■ **REQUIRED WORK**:
From the records below, return every line containing the word "consts".

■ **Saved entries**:
- - - - - - -

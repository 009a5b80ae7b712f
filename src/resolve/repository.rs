//! File-based component repository.
//!
//! Layout: `<root>/<group>/<name>/<version>/component.yaml` describes a
//! component; its artifact sits in the same directory. The repository
//! implements the three resolution collaborators the launcher needs, so a
//! directory tree is all it takes to launch something.

use std::collections::HashSet;
use std::fs;
use std::path::{Path, PathBuf};

use petgraph::graph::NodeIndex;
use tracing::{debug, warn};

use crate::coordinate::Coordinate;
use crate::core::errors::{LaunchError, Result};
use crate::graph::{DependencyNode, ResolvedGraph, ScopePolicy};
use crate::resolve::{ArtifactResolver, GraphResolver, ProjectDescriptor, ProjectLoader};

const DESCRIPTOR_FILE: &str = "component.yaml";

/// A component repository rooted at a local directory.
#[derive(Debug, Clone)]
pub struct LocalRepository {
    root: PathBuf,
}

impl LocalRepository {
    pub fn new(root: impl Into<PathBuf>) -> Self {
        Self { root: root.into() }
    }

    pub fn root(&self) -> &Path {
        &self.root
    }

    fn component_dir(&self, coordinate: &Coordinate) -> PathBuf {
        self.root
            .join(coordinate.group())
            .join(coordinate.name())
            .join(coordinate.version())
    }

    /// Artifact file name: the descriptor's explicit name, else the platform
    /// dylib name derived from the component name.
    fn artifact_name(descriptor: &ProjectDescriptor) -> String {
        match &descriptor.artifact {
            Some(name) => name.clone(),
            None => format!(
                "{}{}{}",
                std::env::consts::DLL_PREFIX,
                descriptor.coordinate.name().replace('-', "_"),
                std::env::consts::DLL_SUFFIX
            ),
        }
    }

    fn read_descriptor(&self, coordinate: &Coordinate) -> Result<ProjectDescriptor> {
        let path = self.component_dir(coordinate).join(DESCRIPTOR_FILE);
        let text = fs::read_to_string(&path).map_err(|e| {
            LaunchError::project_load(
                coordinate.key(),
                format!("cannot read {}: {}", path.display(), e),
            )
        })?;
        let descriptor: ProjectDescriptor =
            serde_yaml::from_str(&text).map_err(|source| LaunchError::Descriptor {
                path: path.clone(),
                source,
            })?;
        if descriptor.coordinate != *coordinate {
            return Err(LaunchError::project_load(
                coordinate.key(),
                format!(
                    "descriptor {} names {} instead",
                    path.display(),
                    descriptor.coordinate.key()
                ),
            ));
        }
        Ok(descriptor)
    }

    /// Resolve a node's artifact, leaving it unresolved when the file is
    /// absent. Only load-path assembly decides whether that is fatal.
    fn try_resolve_file(&self, descriptor: &ProjectDescriptor) -> Option<PathBuf> {
        let path = self
            .component_dir(&descriptor.coordinate)
            .join(Self::artifact_name(descriptor));
        if path.is_file() {
            Some(path)
        } else {
            warn!(key = %descriptor.coordinate.key(), "artifact file missing, leaving node unresolved");
            None
        }
    }

    fn walk(
        &self,
        descriptor: &ProjectDescriptor,
        from: NodeIndex,
        depth: usize,
        policy: &ScopePolicy,
        graph: &mut ResolvedGraph,
        visited: &mut HashSet<String>,
    ) -> Result<()> {
        for dependency in &descriptor.dependencies {
            if !policy.selects(dependency.scope, depth) {
                debug!(
                    key = %dependency.coordinate.key(),
                    scope = %dependency.scope,
                    "scope policy excluded dependency"
                );
                continue;
            }

            let key = dependency.coordinate.key();
            if visited.contains(&key) {
                if let Some(index) = graph.index_of(&key) {
                    graph.add_dependency(from, index, dependency.scope);
                }
                continue;
            }
            visited.insert(key.clone());

            // Missing metadata breaks graph construction outright; a missing
            // artifact file merely leaves the node unresolved.
            let child = self.read_descriptor(&dependency.coordinate).map_err(|e| {
                LaunchError::dependency_resolution(descriptor.coordinate.key(), e)
            })?;
            let node = DependencyNode::new(key, self.try_resolve_file(&child));
            let index = graph.add_node(node);
            graph.add_dependency(from, index, dependency.scope);
            self.walk(&child, index, depth + 1, policy, graph, visited)?;
        }
        Ok(())
    }
}

impl ProjectLoader for LocalRepository {
    fn load(&self, coordinate: &Coordinate) -> Result<ProjectDescriptor> {
        self.read_descriptor(coordinate)
    }
}

impl GraphResolver for LocalRepository {
    fn resolve(&self, project: &ProjectDescriptor, policy: &ScopePolicy) -> Result<ResolvedGraph> {
        debug!(root = %project.coordinate.key(), "resolving dependency graph");
        // The root's node carries no file: the root artifact is resolved
        // separately and the assembler skips this node by key.
        let mut graph = ResolvedGraph::new(DependencyNode::unresolved(project.coordinate.key()));
        let mut visited = HashSet::new();
        visited.insert(project.coordinate.key());
        let root = graph.root_index();
        self.walk(project, root, 1, policy, &mut graph, &mut visited)?;
        graph.ensure_acyclic()?;
        debug!(nodes = graph.len(), "dependency graph resolved");
        Ok(graph)
    }
}

impl ArtifactResolver for LocalRepository {
    fn resolve_file(&self, coordinate: &Coordinate) -> Result<PathBuf> {
        let descriptor = self
            .read_descriptor(coordinate)
            .map_err(|e| LaunchError::artifact_resolution(coordinate.key(), e))?;
        self.try_resolve_file(&descriptor).ok_or_else(|| {
            LaunchError::artifact_resolution(
                coordinate.key(),
                format!(
                    "artifact file '{}' not found in {}",
                    Self::artifact_name(&descriptor),
                    self.component_dir(coordinate).display()
                ),
            )
        })
    }
}
//! Binary interface between the launcher and launchable components.
//!
//! A component artifact is a dynamic library exporting three symbols: an ABI
//! version, an entry table and an optional embedded manifest. The
//! [`export_component!`](crate::export_component) macro emits all three.

use serde::{Deserialize, Serialize};

/// Current ABI revision. Bumped whenever [`EntryPoint`] or
/// [`ComponentManifest`] change shape.
pub const ABI_VERSION: u32 = 1;

/// Exported `u32` holding the ABI version the component was built against.
pub const ABI_VERSION_SYMBOL: &[u8] = b"launchpad_abi_version\0";

/// Exported `fn() -> Vec<EntryPoint>` listing the component's entries.
pub const ENTRY_TABLE_SYMBOL: &[u8] = b"launchpad_entry_table\0";

/// Exported `fn() -> ComponentManifest`, optional.
pub const MANIFEST_SYMBOL: &[u8] = b"launchpad_manifest\0";

/// Shape of every invokable entry: one slice of string arguments, no return
/// value. A component that wants to stop the process calls
/// [`request_exit`](crate::exit::request_exit) instead of returning a code.
pub type EntryFn = fn(&[String]);

/// One named entry inside a component's entry table.
#[derive(Clone)]
pub struct EntryPoint {
    pub type_name: String,
    pub method_name: String,
    /// Non-public entries stay listed for diagnostics but refuse invocation.
    pub public: bool,
    pub func: EntryFn,
}

impl EntryPoint {
    pub fn new(
        type_name: impl Into<String>,
        method_name: impl Into<String>,
        func: EntryFn,
    ) -> Self {
        Self {
            type_name: type_name.into(),
            method_name: method_name.into(),
            public: true,
            func,
        }
    }

    /// An entry that is listed but not invokable from outside its component.
    pub fn internal(
        type_name: impl Into<String>,
        method_name: impl Into<String>,
        func: EntryFn,
    ) -> Self {
        Self {
            public: false,
            ..Self::new(type_name, method_name, func)
        }
    }

    pub fn matches_type(&self, type_name: &str) -> bool {
        self.type_name == type_name
    }
}

impl std::fmt::Debug for EntryPoint {
    fn fmt(&self, f: &mut std::fmt::Formatter<'_>) -> std::fmt::Result {
        f.debug_struct("EntryPoint")
            .field("type_name", &self.type_name)
            .field("method_name", &self.method_name)
            .field("public", &self.public)
            .finish()
    }
}

/// Metadata embedded in a component artifact. The `entry_type` attribute
/// names the default entry type used when the launcher gets no explicit
/// override, mirroring a main-class manifest attribute.
#[derive(Debug, Clone, Default, PartialEq, Eq, Serialize, Deserialize)]
pub struct ComponentManifest {
    #[serde(default, skip_serializing_if = "Option::is_none")]
    pub entry_type: Option<String>,
    #[serde(default, skip_serializing_if = "Option::is_none")]
    pub version: Option<String>,
}

impl ComponentManifest {
    pub fn with_entry_type(entry_type: impl Into<String>) -> Self {
        Self {
            entry_type: Some(entry_type.into()),
            version: None,
        }
    }
}

/// Emit the exported symbols that make a cdylib crate launchable.
///
/// ```ignore
/// launchpad::export_component! {
///     manifest: launchpad::runtime::abi::ComponentManifest::with_entry_type("org.example.Main"),
///     entries: [
///         launchpad::runtime::abi::EntryPoint::new("org.example.Main", "main", my_main),
///     ],
/// }
/// ```
#[macro_export]
macro_rules! export_component {
    (manifest: $manifest:expr, entries: [$($entry:expr),* $(,)?] $(,)?) => {
        #[no_mangle]
        #[allow(non_upper_case_globals)]
        pub static launchpad_abi_version: u32 = $crate::runtime::abi::ABI_VERSION;

        #[no_mangle]
        pub fn launchpad_entry_table() -> Vec<$crate::runtime::abi::EntryPoint> {
            vec![$($entry),*]
        }

        #[no_mangle]
        pub fn launchpad_manifest() -> $crate::runtime::abi::ComponentManifest {
            $manifest
        }
    };
}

- - - - - - -

■ **FINISHED TASK**:
                std::env::consts::DLL_PREFIX,
                std::env::consts::DLL_SUFFIX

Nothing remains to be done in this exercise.